I did see him one last time with the band in October 1994 at the Barrowlands. I never found out why they had moved to the QMU on the previous occasion but I'm guessing that they hadn't sold enough tickets. But by 1994 they were big enough of fill the Barras and had two very good support bands - Dub War and Sleeper. The mood was certainly much darker than on the previous tour which reflected the feel of their third studio album, The Holy Bible. I ended up out of pocket that night as I'd bought two tickets but had been unable to find anyone who wanted to come to the gig. As it wasn't sold out, the box office wasn't interested in taking the ticket off me so I stood outside and tried to sell it. I made a point of saying I only wanted the face value of the ticket but people avoided me like I was a tout. There was a chap begging near the entrance to try and get enough money for a ticket so I asked him if he wanted my spare one for whatever he'd collected. He said I was welcome to what was in his hat but it was mostly coppers which I didn't want to be weighed down with. I was going to go back to trying to sell my ticket but time was marching on and I didn't want to miss the support bands. The chap then said to me, “you can either give me the ticket and I get to see the gig or you can go in with a spare piece of paper in your pocket”. When he put it like that I gave in and handed him the ticket. He thanked me and said he'd buy me a pint inside but I lost sight of him once we'd got past security. I hope he enjoyed the show.
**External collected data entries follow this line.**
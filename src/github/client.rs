// GitHub API HTTP client.
// Handles authentication headers, size and time limits, and request logging.

use std::io::Read;
use std::time::Duration;

use reqwest::blocking::Client;
use reqwest::header::{ACCEPT, AUTHORIZATION, HeaderMap, HeaderValue, USER_AGENT};
use reqwest::redirect::Policy;
use serde::de::DeserializeOwned;
use tracing::{debug, info};

use crate::config::Config;
use crate::error::{GateError, Result};
use crate::log::Logger;

/// Largest response body accepted, in bytes.
pub const MAX_RESPONSE_BYTES: u64 = 10 * 1024 * 1024;

/// Connect plus read timeout for one request.
pub const REQUEST_TIMEOUT: Duration = Duration::from_secs(15);

pub const MAX_REDIRECTS: usize = 3;

const USER_AGENT_VALUE: &str = concat!("hubgate/", env!("CARGO_PKG_VERSION"));

/// Where a response body came from.
#[derive(Debug, Clone, Copy, PartialEq, Eq)]
pub enum ResponseSource {
    Network,
    Cache,
    /// Expired cache entry served because the refresh failed.
    StaleCache,
}

/// Status and body of one GET.
#[derive(Debug, Clone)]
pub struct RemoteResponse {
    pub status: u16,
    pub body: Vec<u8>,
    pub source: ResponseSource,
}

impl RemoteResponse {
    pub fn new(status: u16, body: Vec<u8>) -> Self {
        Self {
            status,
            body,
            source: ResponseSource::Network,
        }
    }

    /// A body served from the cache. Only 200 responses are ever cached.
    pub fn cached(body: Vec<u8>, source: ResponseSource) -> Self {
        Self {
            status: 200,
            body,
            source,
        }
    }

    pub fn is_ok(&self) -> bool {
        self.status == 200
    }

    pub fn size(&self) -> usize {
        self.body.len()
    }

    /// Require a 200 and decode the body.
    pub fn json<T: DeserializeOwned>(&self, url: &str) -> Result<T> {
        if !self.is_ok() {
            return Err(GateError::RemoteStatus {
                url: url.to_string(),
                status: self.status,
            });
        }
        serde_json::from_slice(&self.body).map_err(|source| GateError::MalformedPayload {
            url: url.to_string(),
            source,
        })
    }
}

/// Performs one authenticated GET.
pub trait Transport {
    fn get(&self, url: &str, token: &str) -> Result<RemoteResponse>;
}

/// Blocking reqwest transport.
pub struct HttpTransport {
    client: Client,
    max_bytes: u64,
}

impl HttpTransport {
    pub fn new() -> Result<Self> {
        Self::with_limits(REQUEST_TIMEOUT, MAX_RESPONSE_BYTES)
    }

    pub fn with_limits(timeout: Duration, max_bytes: u64) -> Result<Self> {
        let mut headers = HeaderMap::new();
        headers.insert(
            ACCEPT,
            HeaderValue::from_static("application/vnd.github+json"),
        );
        headers.insert(USER_AGENT, HeaderValue::from_static(USER_AGENT_VALUE));

        let client = Client::builder()
            .default_headers(headers)
            .timeout(timeout)
            .connect_timeout(timeout)
            .redirect(Policy::limited(MAX_REDIRECTS))
            .build()?;

        Ok(Self { client, max_bytes })
    }
}

impl Transport for HttpTransport {
    fn get(&self, url: &str, token: &str) -> Result<RemoteResponse> {
        let response = self
            .client
            .get(url)
            .header(AUTHORIZATION, format!("token {}", token))
            .send()?;

        let status = response.status().as_u16();
        let limit = self.max_bytes;
        if response.content_length().is_some_and(|len| len > limit) {
            return Err(GateError::ResponseTooLarge { limit });
        }

        let body = read_limited(response, limit)?;
        Ok(RemoteResponse::new(status, body))
    }
}

/// Read a body of unknown length, failing once it exceeds `limit` bytes.
fn read_limited(reader: impl Read, limit: u64) -> Result<Vec<u8>> {
    // Read one byte past the limit so an oversized body is rejected, not truncated.
    let mut body = Vec::new();
    reader
        .take(limit + 1)
        .read_to_end(&mut body)
        .map_err(|e| GateError::Transport(e.to_string()))?;
    if body.len() as u64 > limit {
        return Err(GateError::ResponseTooLarge { limit });
    }
    Ok(body)
}

/// GitHub API client bound to an endpoint and a service token.
pub struct GitHubClient {
    transport: Box<dyn Transport>,
    endpoint: String,
    token: String,
    logger: Logger,
}

impl GitHubClient {
    /// Create a client over HTTP for the given config.
    pub fn new(config: &Config, logger: Logger) -> Result<Self> {
        Ok(Self::with_transport(
            Box::new(HttpTransport::new()?),
            config,
            logger,
        ))
    }

    pub fn with_transport(transport: Box<dyn Transport>, config: &Config, logger: Logger) -> Self {
        Self {
            transport,
            endpoint: config.endpoint.clone(),
            token: config.token.clone(),
            logger,
        }
    }

    /// API base URL, ending in `/`.
    pub fn endpoint(&self) -> &str {
        &self.endpoint
    }

    /// The service token used when no other credential is given.
    pub fn token(&self) -> &str {
        &self.token
    }

    pub fn logger(&self) -> &Logger {
        &self.logger
    }

    /// GET `url`, authenticating with `token` or the service token.
    pub fn fetch(&self, url: &str, token: Option<&str>) -> Result<RemoteResponse> {
        let token = token.unwrap_or(&self.token);
        self.logger.scope(|| info!(url, "http get"));

        let result = self.transport.get(url, token);

        self.logger.scope(|| match &result {
            Ok(response) => info!(
                url,
                status = response.status,
                bytes = response.size(),
                "http response"
            ),
            Err(e) => debug!(url, error = %e, "http request failed"),
        });
        result
    }
}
There have been certain bands which I have really connected with and in the early-to-mid 90s I couldn't get enough of Manic Street Preachers. When their second album Gold Against The Soul came out I played it endlessly. It wasn't a very happy time in my life and the Manics, with songs like 'From Despair To Where', were a great comfort to me. And I know I wasn't alone as many people could relate to Richey's depression, alcohol abuse and self-harming. I have followed the Manics since those days but stopped going to see them live several years ago mainly due to my tinnitus.